United States District Court, E.D. California
Dec 20, 2006
No. CIV S-05-0573 FCD DAD P (E.D. Cal. Dec. 20, 2006)

Opinion

No. CIV S-05-0573 FCD DAD P.

December 20, 2006


FINDINGS AND RECOMMENDATIONS


Plaintiff is a state prisoner proceeding pro se with this civil rights action. The matter is before the court on defendants' motion to dismiss pursuant to Rule 12(b) of the Federal Rules of Civil Procedure for failure to exhaust available administrative remedies.

BACKGROUND

On March 24, 2005, plaintiff filed a civil rights complaint concerning certain conditions of his confinement at California State Prison-Solano (CSP-Solano). By order filed October 24, 2005, the court determined that the complaint appears to state a cognizable claim for relief concerning plaintiff's religious dietary needs. The court authorized service of the complaint on defendants Imam Nasir, Ms. Broomfeld, and Appeals Coordinator T. Dickenson on the basis of plaintiff's allegation that these defendants repeatedly interfered with and/or thwarted plaintiff's efforts to adhere to the vegetarian diet required by his Buddhist faith.

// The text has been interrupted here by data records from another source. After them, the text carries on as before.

use image::{Rgb, RgbImage};
use video::{MemorySource, VideoConfig, VideoError, VideoFingerprinter};

fn scene(seed: u32, w: u32, h: u32) -> RgbImage {
    RgbImage::from_fn(w, h, |x, y| {
        let r = ((x * 3 + seed * 17) % 256) as u8;
        let g = ((y * 5 + seed * 29) % 256) as u8;
        let b = (((x / 16 + y / 16 + seed) % 2) * 200) as u8;
        Rgb([r, g, b])
    })
}

fn clip(len: u32, seed: u32) -> Vec<RgbImage> {
    (0..len).map(|i| scene(seed + i / 10, 160, 120)).collect()
}

fn cosine(a: &[f32], b: &[f32]) -> f32 {
    a.iter().zip(b).map(|(x, y)| x * y).sum()
}

fn norm(v: &[f32]) -> f32 {
    v.iter().map(|x| x * x).sum::<f32>().sqrt()
}

#[test]
fn fingerprint_is_unit_length() {
    let fp = VideoFingerprinter::new(VideoConfig::default()).unwrap();
    for frames in [clip(1, 0), clip(2, 3), clip(40, 7), clip(200, 1)] {
        let v = fp.fingerprint(&mut MemorySource::new("clip", frames)).unwrap();
        assert_eq!(v.len(), 736);
        assert!((norm(&v) - 1.0).abs() < 1e-4);
    }
}

#[test]
fn identical_videos_fingerprint_identically() {
    let fp = VideoFingerprinter::new(VideoConfig::default()).unwrap();
    let a = fp.fingerprint(&mut MemorySource::new("a", clip(90, 4))).unwrap();
    let b = fp.fingerprint(&mut MemorySource::new("b", clip(90, 4))).unwrap();
    assert!(cosine(&a, &b) >= 0.999);
}

#[test]
fn undecodable_frames_are_skipped() {
    let fp = VideoFingerprinter::new(VideoConfig::default()).unwrap();
    let frames: Vec<Option<RgbImage>> = clip(30, 2)
        .into_iter()
        .enumerate()
        .map(|(i, f)| if i % 3 == 1 { None } else { Some(f) })
        .collect();
    let v = fp
        .fingerprint(&mut MemorySource::with_gaps("gappy", frames))
        .unwrap();
    assert!((norm(&v) - 1.0).abs() < 1e-4);
}

#[test]
fn no_decodable_frames_is_an_error() {
    let fp = VideoFingerprinter::new(VideoConfig::default()).unwrap();
    let err = fp
        .fingerprint(&mut MemorySource::with_gaps("broken", vec![None, None, None]))
        .unwrap_err();
    assert!(matches!(err, VideoError::NoFrames { .. }));

    let err = fp
        .frame_hashes(&mut MemorySource::new("empty", Vec::new()))
        .unwrap_err();
    assert!(matches!(err, VideoError::NoFrames { .. }));
}

#[test]
fn frame_hashes_follow_sampling() {
    let cfg = VideoConfig::default().with_frame_samples(8);
    let fp = VideoFingerprinter::new(cfg).unwrap();
    let hashes = fp.frame_hashes(&mut MemorySource::new("c", clip(100, 9))).unwrap();
    assert_eq!(hashes.len(), 8);

    let short = fp.frame_hashes(&mut MemorySource::new("s", clip(3, 9))).unwrap();
    assert_eq!(short.len(), 3);
}

#[test]
fn single_pass_matches_separate_calls() {
    let fp = VideoFingerprinter::new(VideoConfig::default().with_frame_samples(16)).unwrap();
    let frames = clip(50, 5);
    let both = fp.analyze(&mut MemorySource::new("x", frames.clone())).unwrap();
    let vector = fp.fingerprint(&mut MemorySource::new("x", frames.clone())).unwrap();
    let hashes = fp.frame_hashes(&mut MemorySource::new("x", frames)).unwrap();
    assert_eq!(both.fingerprint, vector);
    assert_eq!(both.frame_hashes, hashes);
}

#[test]
fn different_content_scores_lower_than_self() {
    let fp = VideoFingerprinter::new(VideoConfig::default()).unwrap();
    let a = fp.fingerprint(&mut MemorySource::new("a", clip(60, 0))).unwrap();
    let dark: Vec<RgbImage> = (0..60)
        .map(|i| RgbImage::from_pixel(160, 120, Rgb([10, 10, (i % 3) as u8 * 40])))
        .collect();
    let b = fp.fingerprint(&mut MemorySource::new("b", dark)).unwrap();
    assert!(cosine(&a, &b) < cosine(&a, &a) - 1e-3);
}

In response to the court's October 24, 2005 order, plaintiff submitted the documents required for service of process on defendants Nasir, Broomfeld, and Dickenson. On November 8, 2005, the United States Marshal was directed to serve the complaint on the three defendants.

Pursuant to a series of extensions of time granted by the court, defendants filed their motion to dismiss on April 19, 2006. Plaintiff filed timely opposition to the motion, and defendants filed a timely reply. Plaintiff subsequently filed a reply to defendants' reply.

DEFENDANTS' MOTION TO DISMISS

Defendants move to dismiss this case under non-enumerated Rule 12(b) of the Federal Rules of Civil Procedure on the ground that plaintiff failed to exhaust his administrative remedies before he filed this lawsuit. (Id.)

For purposes of determining whether plaintiff exhausted available administrative remedies on his religious diet claim, defendants offer the following summary of the facts alleged in plaintiff's complaint: plaintiff has been a practicing Buddhist for over twenty years; he submitted three requests to the chaplain's office to be allowed to receive a vegetarian diet; when he received no response to any of the requests, plaintiff submitted an inmate appeal to the chaplaincy; when he received no response to the inmate appeal, he submitted an inmate appeal to the chaplains' supervisor; plaintiff was interviewed by Lieutenant Miles with respect to the latter appeal, and the lieutenant recommended that plaintiff fill out a new religious diet request form; plaintiff completed a new request and gave it to Lieutenant Miles; after more than thirty days passed without a response, plaintiff spoke to Lieutenant Miles on the telephone and told the lieutenant he would take legal action, despite the fact that Lieutenant Miles said he would speak to the chaplain's office; plaintiff believes the inmate appeal process at the institution is inadequate.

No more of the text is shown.